Every minute of every day, a cyber attack is taking place. It might sound like crazy conspiracy theories, but a research group from the RWTH Aachen University in Aachen, Germany developed a map that tracks cyber attacks in real time.
The map, referred to as HoneyMap, reveals attacks received by a number of sensors spread throughout the world that simulate vulnerable systems. These detectors are referred to as honeypots, data-gathering units for the larger Honeynet Project.
The most active of these honeypots is located in Aachen and is almost constantly signaling an attack against at least one of hundreds of IP addresses. It doesn’t indicate that Aachen is attacked more than the rest of the world, but that it’s the most sensitive to attacks.
The honeypots are running dionaea, glastopf, or thug. These programs emulate vulnerabilities that make them susceptible to attack from automated programs intended to infiltrate and compromise systems virtually anywhere around the world. In many cases, these attacks are being carried out by systems the owners don’t even know are compromised. It’s a virtual web built by a clever hacker to trap and turn unsuspecting systems into resources by which they can launch attacks.
This map also doesn’t represent all the attacks taking place around the world. It’s only showing off the ones that are carried out against honeypots. One could only imagine what an actual representation of the real-time attacks being carried out globally would look like.
What Does This Mean?
Basically, this map should shed some light into exactly how prevalent cyber attacks really are. They come from all corners of the globe, and happen around the clock. Taking preventative measures to protect your system from harm is not only good defense, but it may be essential to keeping your information private and your computer from being put to work for someone with less wholesome intentions.
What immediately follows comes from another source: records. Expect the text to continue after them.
//! Configuration for channels and the `lime-client` binary.
//!
//! [`ChannelConfig`] holds the options a channel recognizes at construction.
//! [`Config`] is the TOML file model used by the binary; its default path is
//! `~/.config/lime/config.toml`.

use std::fs;
use std::path::{Path, PathBuf};
use std::time::Duration;

use anyhow::{Context, Result};
use protocol::{Identity, SessionCompression, SessionEncryption};
use serde::{Deserialize, Serialize};
use thiserror::Error;

/// Configuration validation errors.
#[derive(Debug, Error, PartialEq)]
pub enum ConfigError {
    #[error("server_address must not be empty")]
    EmptyServerAddress,

    #[error("identity must be in the name@domain form, got {0:?}")]
    InvalidIdentity(String),

    #[error("log_level must be one of: trace, debug, info, warn, error; got {0}")]
    InvalidLogLevel(String),

    #[error(
        "ping_disconnection_interval_ms ({disconnection}) must be greater than ping_interval_ms ({interval})"
    )]
    InvalidPingIntervals { interval: u64, disconnection: u64 },
}

/// Valid log level values for tracing configuration.
const VALID_LOG_LEVELS: &[&str] = &["trace", "debug", "info", "warn", "error"];

/// Options recognized by a channel at construction.
#[derive(Debug, Clone, Serialize, Deserialize, PartialEq, Eq)]
#[serde(default)]
pub struct ChannelConfig {
    /// Fill missing `from`/`to` of received messages from the session nodes.
    pub fill_envelope_recipients: bool,

    /// Answer `GET /ping` commands automatically.
    pub auto_reply_pings: bool,

    /// Send a `received` notification for every received message.
    pub auto_notify_receipt: bool,

    /// Interval between keep-alive pings in milliseconds (0 = disabled).
    pub ping_interval_ms: u64,

    /// Close the transport after this much silence, in milliseconds (0 = never).
    pub ping_disconnection_interval_ms: u64,
}

impl Default for ChannelConfig {
    fn default() -> Self {
        Self {
            fill_envelope_recipients: false,
            auto_reply_pings: false,
            auto_notify_receipt: false,
            ping_interval_ms: 0,
            ping_disconnection_interval_ms: 0,
        }
    }
}

impl ChannelConfig {
    pub fn with_fill_envelope_recipients(mut self, fill: bool) -> Self {
        self.fill_envelope_recipients = fill;
        self
    }

    pub fn with_auto_reply_pings(mut self, auto_reply: bool) -> Self {
        self.auto_reply_pings = auto_reply;
        self
    }

    pub fn with_auto_notify_receipt(mut self, auto_notify: bool) -> Self {
        self.auto_notify_receipt = auto_notify;
        self
    }

    /// Set the keep-alive ping interval.
    pub fn with_ping_interval(mut self, interval: Duration) -> Self {
        self.ping_interval_ms = interval.as_millis() as u64;
        self
    }

    /// Set the silence threshold after which the transport is closed.
    pub fn with_ping_disconnection_interval(mut self, interval: Duration) -> Self {
        self.ping_disconnection_interval_ms = interval.as_millis() as u64;
        self
    }

    pub fn ping_interval(&self) -> Duration {
        Duration::from_millis(self.ping_interval_ms)
    }

    pub fn ping_disconnection_interval(&self) -> Duration {
        Duration::from_millis(self.ping_disconnection_interval_ms)
    }

    /// Validate the ping intervals.
    pub fn validate(&self) -> Result<(), ConfigError> {
        let interval = self.ping_interval_ms;
        let disconnection = self.ping_disconnection_interval_ms;
        if interval > 0 && disconnection > 0 && disconnection <= interval {
            return Err(ConfigError::InvalidPingIntervals {
                interval,
                disconnection,
            });
        }
        Ok(())
    }
}

/// Main configuration structure for the `lime-client` binary.
#[derive(Debug, Clone, Serialize, Deserialize, PartialEq, Default)]
#[serde(default)]
pub struct Config {
    /// Connection and identity settings.
    pub client: ClientConfig,

    /// Channel behavior.
    pub channel: ChannelConfig,
}

/// Connection and identity settings.
#[derive(Debug, Clone, Serialize, Deserialize, PartialEq)]
#[serde(default)]
pub struct ClientConfig {
    /// Server `host:port`.
    pub server_address: String,

    /// Identity to authenticate as (`name@domain`).
    pub identity: String,

    /// Instance name of this client.
    pub instance: String,

    /// Password for plain authentication. Guest authentication when absent.
    #[serde(skip_serializing_if = "Option::is_none")]
    pub password: Option<String>,

    /// Preferred compression; the first offered option when absent.
    #[serde(skip_serializing_if = "Option::is_none")]
    pub compression: Option<SessionCompression>,

    /// Preferred encryption; the first offered option when absent.
    #[serde(skip_serializing_if = "Option::is_none")]
    pub encryption: Option<SessionEncryption>,

    /// Logging level (trace, debug, info, warn, error).
    pub log_level: String,
}

impl Default for ClientConfig {
    fn default() -> Self {
        Self {
            server_address: "127.0.0.1:55321".to_string(),
            identity: "guest@localhost".to_string(),
            instance: "default".to_string(),
            password: None,
            compression: None,
            encryption: None,
            log_level: "info".to_string(),
        }
    }
}

/// Returns the default configuration file path.
pub fn default_config_path() -> PathBuf {
    dirs::config_dir()
        .unwrap_or_else(|| PathBuf::from("."))
        .join("lime")
        .join("config.toml")
}

impl Config {
    /// Apply environment variable overrides to the configuration.
    ///
    /// Supported variables:
    /// - LIME_SERVER_ADDRESS: Override the server address
    /// - LIME_LOG_LEVEL: Override log level (trace, debug, info, warn, error)
    pub fn apply_env_overrides(&mut self) {
        if let Ok(address) = std::env::var("LIME_SERVER_ADDRESS") {
            if !address.is_empty() {
                tracing::info!("Overriding server_address from environment: {}", address);
                self.client.server_address = address;
            }
        }

        if let Ok(level) = std::env::var("LIME_LOG_LEVEL") {
            if !level.is_empty() {
                tracing::info!("Overriding log_level from environment: {}", level);
                self.client.log_level = level;
            }
        }
    }

    /// Validate the configuration values.
    pub fn validate(&self) -> Result<(), ConfigError> {
        if self.client.server_address.trim().is_empty() {
            return Err(ConfigError::EmptyServerAddress);
        }

        self.identity()?;

        let level = self.client.log_level.to_lowercase();
        if !VALID_LOG_LEVELS.contains(&level.as_str()) {
            return Err(ConfigError::InvalidLogLevel(self.client.log_level.clone()));
        }

        self.channel.validate()
    }

    /// Parse the configured identity.
    pub fn identity(&self) -> Result<Identity, ConfigError> {
        let invalid = || ConfigError::InvalidIdentity(self.client.identity.clone());
        let identity = Identity::parse(&self.client.identity).map_err(|_| invalid())?;
        if identity.name.is_none() || identity.domain.is_none() {
            return Err(invalid());
        }
        Ok(identity)
    }

    /// Load configuration from a file.
    ///
    /// If the file does not exist, returns the default configuration.
    pub fn load<P: AsRef<Path>>(path: P) -> Result<Self> {
        let path = path.as_ref();

        if !path.exists() {
            tracing::debug!("Config file not found at {:?}, using defaults", path);
            return Ok(Self::default());
        }

        let contents = fs::read_to_string(path)
            .with_context(|| format!("Failed to read config file: {}", path.display()))?;

        Self::from_toml(&contents)
            .with_context(|| format!("Failed to parse config file: {}", path.display()))
    }

    /// Load configuration from the default path.
    pub fn load_default() -> Result<Self> {
        Self::load(default_config_path())
    }

    /// Parse configuration from a TOML string.
    pub fn from_toml(toml_str: &str) -> Result<Self> {
        toml::from_str(toml_str)
            .map_err(|e| anyhow::anyhow!("Invalid TOML configuration: {}", format_toml_error(&e)))
    }

    /// Save configuration to a file.
    ///
    /// Creates parent directories if they don't exist.
    pub fn save<P: AsRef<Path>>(&self, path: P) -> Result<()> {
        let path = path.as_ref();

        if let Some(parent) = path.parent() {
            fs::create_dir_all(parent).with_context(|| {
                format!("Failed to create config directory: {}", parent.display())
            })?;
        }

        let contents = self.to_toml()?;
        fs::write(path, contents)
            .with_context(|| format!("Failed to write config file: {}", path.display()))?;

        tracing::debug!("Configuration saved to {:?}", path);
        Ok(())
    }

    /// Serialize configuration to a TOML string.
    pub fn to_toml(&self) -> Result<String> {
        toml::to_string_pretty(self).context("Failed to serialize configuration to TOML")
    }
}

/// Format a TOML deserialization error for user-friendly display.
fn format_toml_error(error: &toml::de::Error) -> String {
    let mut msg = error.message().to_string();

    if let Some(span) = error.span() {
        msg.push_str(&format!(" (at position {}..{})", span.start, span.end));
    }

    msg
}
DDoS attacks bring down entire servers and cause havoc across the Web. Often, the sources of these attacks are compromised systems that hit a server by the direction of someone the owners neither know nor would trust.
And then there’s identity theft, keylogging, spyware, malware, viruses, and any number of other malicious act that could take place if your system isn’t properly safeguarded from harm.
What Can Someone Do to Prevent Attack?
A firewall at the router level is an excellent first line of defense. It would (or should) put a stop to any incoming information requests not requested by the system on the protected side of the firewall. A software firewall at the operating system level is another line of defense that could help in cases where the firewall fails.
Anti-virus and anti-spyware software is also available and capable of detecting and resolving malicious software before it does too much damage to your system. It’s more of a safety net than a strong line of defense, but with free solutions such as Microsoft Security Essentials available, there’s no reason not to put them to use.
Above all, your own usage practices are the best line of defense. Don’t open files sent by people you don’t know. Links sent through email should only be trusted if you are expecting them, and avoid sites that you don’t know and trust.
If anything, the Honeynet Project is a great reminder that the Internet is still something of a chaotic mess. The best you can do is practice good usage habits and set yourself up with the best defense.